本発明において、前記食品がヒトを除外した動物の餌として提供される場合、“飼料”と実質的に同一の意味で相互互換的に使用され得る。よって、本発明において、前記食品組成物は、飼料組成物、飼料添加剤(飼料添加組成物)を意味し得る。
本発明の用語“健康機能(性)食品(functional food)”とは、特定保健用食品(food for special health use,FoSHU)と同じ意味の用語であり、栄養供給の他にも生体調節機能が効率的に現れるように加工された医学、医療効果が高い食品を意味する。ここで、“機能(性)”とは、人体の構造及び機能に対して栄養素を調節するか、生理学的作用などの保健用途に有用な効果を得ることを意味する。本発明の食品は、当業界で通常用いられる方法によって製造可能であり、前記製造時には、当業界で通常添加する原料及び成分を添加して製造できる。また、前記食品の剤形も、食品として認定される剤形であれば制限なく製造可能であり、本発明に係る健康機能食品は、粉末、顆粒錠剤、カプセル又は飲料の形態であり得る。
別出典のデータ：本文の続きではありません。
use std::cell::RefCell;
use std::collections::BTreeMap;
use std::path::PathBuf;

use crate::domain::{AppError, PairError};
use crate::ports::DocumentSink;

/// Mock output directory recording written documents.
#[derive(Default)]
pub struct MockDocumentSink {
    pub documents: RefCell<BTreeMap<String, Vec<u8>>>,
    pub prepared: RefCell<bool>,
    pub fail_writes_for: RefCell<Vec<String>>,
}

impl MockDocumentSink {
    pub fn new() -> Self {
        Self::default()
    }

    pub fn fail_writes_for(&self, file_name: &str) {
        self.fail_writes_for.borrow_mut().push(file_name.to_string());
    }

    pub fn written_names(&self) -> Vec<String> {
        self.documents.borrow().keys().cloned().collect()
    }
}

impl DocumentSink for MockDocumentSink {
    fn prepare(&self) -> Result<(), AppError> {
        *self.prepared.borrow_mut() = true;
        Ok(())
    }

    fn write_document(&self, file_name: &str, bytes: &[u8]) -> Result<PathBuf, PairError> {
        let path = self.location().join(file_name);
        if self.fail_writes_for.borrow().iter().any(|name| name == file_name) {
            return Err(PairError::WriteFailed {
                path: path.display().to_string(),
                reason: "mock write failure".to_string(),
            });
        }
        self.documents.borrow_mut().insert(file_name.to_string(), bytes.to_vec());
        Ok(path)
    }

    fn location(&self) -> PathBuf {
        PathBuf::from("out")
    }
}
前記健康食品(health food)は、一般食品に比べて積極的な健康維持や増進効果を有する食品を意味し、健康補助食品(health supplement food)は、健康補助目的の食品を意味する。場合によって、健康機能食品、健康食品、 健康補助食品の用語は混用される。
前記食品組成物は、生理学的に許容可能な担体をさらに含み得るが、担体の種類は特に制限されず、当該技術分野において通常使用される担体であればいずれも使用可能である。
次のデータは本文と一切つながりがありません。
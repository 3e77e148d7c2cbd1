//! Configuration loaders.
//!
//! Pure schema parsing and validation live in `domain::configuration`.

mod load_config;

pub use load_config::load_config;
//! Filesystem adapter implementations for the source and sink ports.
//!
//! Both adapters own a directory path and enforce that every file name they
//! are handed resolves inside it.

mod output_directory;
mod question_directory;

pub use output_directory::FilesystemDocumentSink;
pub use question_directory::FilesystemQuestionSource;

use std::path::{Component, Path, PathBuf};

use crate::domain::AppError;

/// Resolve `name` under `root`, rejecting anything that escapes it.
pub(crate) fn resolve_within(root: &Path, name: &str) -> Result<PathBuf, AppError> {
    let full_path = root.join(name);

    let normalized_path = normalize_path(&full_path);
    let normalized_root = normalize_path(root);

    if normalized_path == normalized_root || !normalized_path.starts_with(&normalized_root) {
        return Err(AppError::PathTraversal(name.to_string()));
    }

    Ok(full_path)
}

/// Normalize path by resolving `.` and `..` components logically.
/// This does not access the filesystem.
pub(crate) fn normalize_path(path: &Path) -> PathBuf {
    let mut components = path.components().peekable();
    let mut ret = if let Some(Component::RootDir) = components.peek() {
        components.next();
        PathBuf::from("/")
    } else {
        PathBuf::new()
    };

    for component in components {
        match component {
            Component::Prefix(..) | Component::RootDir => {
                ret.push(component.as_os_str());
            }
            Component::CurDir => {}
            Component::ParentDir => {
                ret.pop();
            }
            Component::Normal(c) => {
                ret.push(c);
            }
        }
    }
    ret
}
また、前記組成物は、食品組成物に通常使用され、臭い、味、視覚などを向上できる追加成分を含むことができる。例えば、前記組成物は、ビタミンA、C、D、E、B1、B2、B6、B12、ニアシン(niacin)、ビオチン(biotin)、フォレート(folate)、パントテン酸(panthotenic acid)などを含むことができ、また、亜鉛(Zn)、鉄(Fe)、カルシウム(Ca)、クロム(Cr)、マグネシウム(Mg)、マンガン(Mn)、銅(Cu)、クロム(Cr)などのミネラルを含むことができ、また、リシン、トリプトファン、システイン、バリンなどのアミノ酸を含むことができる。
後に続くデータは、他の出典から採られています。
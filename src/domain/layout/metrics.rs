//! Glyph advance widths for the standard Helvetica faces.
//!
//! Widths are in 1/1000 em for the printable ASCII range (0x20..=0x7E),
//! taken from the Adobe core font metrics.

use super::Font;

#[rustfmt::skip]
const HELVETICA: [u16; 95] = [
    278, 278, 355, 556, 556, 889, 667, 222, 333, 333, 389, 584, 278, 333, 278, 278,
    556, 556, 556, 556, 556, 556, 556, 556, 556, 556, 278, 278, 584, 584, 584, 556,
    1015, 667, 667, 722, 722, 667, 611, 778, 722, 278, 500, 667, 556, 833, 722, 778,
    667, 778, 722, 667, 611, 722, 667, 944, 667, 667, 611, 278, 278, 278, 469, 556,
    222, 556, 556, 500, 556, 556, 278, 556, 556, 222, 222, 500, 222, 833, 556, 556,
    556, 556, 333, 500, 278, 556, 500, 722, 500, 500, 500, 334, 260, 334, 584,
];

#[rustfmt::skip]
const HELVETICA_BOLD: [u16; 95] = [
    278, 333, 474, 556, 556, 889, 722, 278, 333, 333, 389, 584, 278, 333, 278, 278,
    556, 556, 556, 556, 556, 556, 556, 556, 556, 556, 333, 333, 584, 584, 584, 611,
    975, 722, 722, 722, 722, 667, 611, 778, 722, 278, 556, 722, 611, 833, 722, 778,
    667, 778, 722, 667, 611, 722, 667, 944, 667, 667, 611, 333, 278, 333, 584, 556,
    278, 556, 611, 556, 611, 556, 333, 611, 611, 278, 278, 556, 278, 889, 611, 611,
    611, 611, 389, 556, 333, 611, 556, 778, 556, 556, 500, 389, 280, 389, 584,
];

const FALLBACK_WIDTH: u16 = 556;

fn glyph_width(font: Font, c: char) -> u16 {
    let table = match font {
        Font::Regular => &HELVETICA,
        Font::Bold => &HELVETICA_BOLD,
    };
    match c as u32 {
        code @ 0x20..=0x7E => table[(code - 0x20) as usize],
        _ => FALLBACK_WIDTH,
    }
}

/// Rendered width of `text` in points.
pub fn text_width(text: &str, font: Font, size: f32) -> f32 {
    let units: u32 = text.chars().map(|c| u32::from(glyph_width(font, c))).sum();
    units as f32 * size / 1000.0
}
また、前記組成物は、防腐剤(ソルビン酸カリウム、ベンゾ酸ナトリウム、サリチル酸、デヒドロ酢酸ナトリウムなど)、殺菌剤(さらし粉と高度さらし粉、次亜塩素酸ナトリウムなど)、酸化防止剤(ブチルヒドロキシアニソール(BHA)、ブチルヒドロキシトルエン(BHT)など)、着色剤(タール色素など)、発色剤(亜硝酸ナトリウム、亜酢酸ナトリウムなど)、漂白剤(亜硫酸ナトリウム)、調味料(MSGなど)、甘味料(ズルチン、シクラメート、サッカリン、ナトリウムなど)、香料(バニリン、ラクトン類など)、膨張剤(ミョウバン、D-酒石酸水素カリウムなど)、強化剤、乳化剤、増粘剤(糊料)、皮膜剤、ガム基礎剤、バブル抑制剤、溶剤、改良剤などの食品添加物(food additives)を含むことができる。前記添加物は、食品の種類によって選別され、適切な量で使用され得る。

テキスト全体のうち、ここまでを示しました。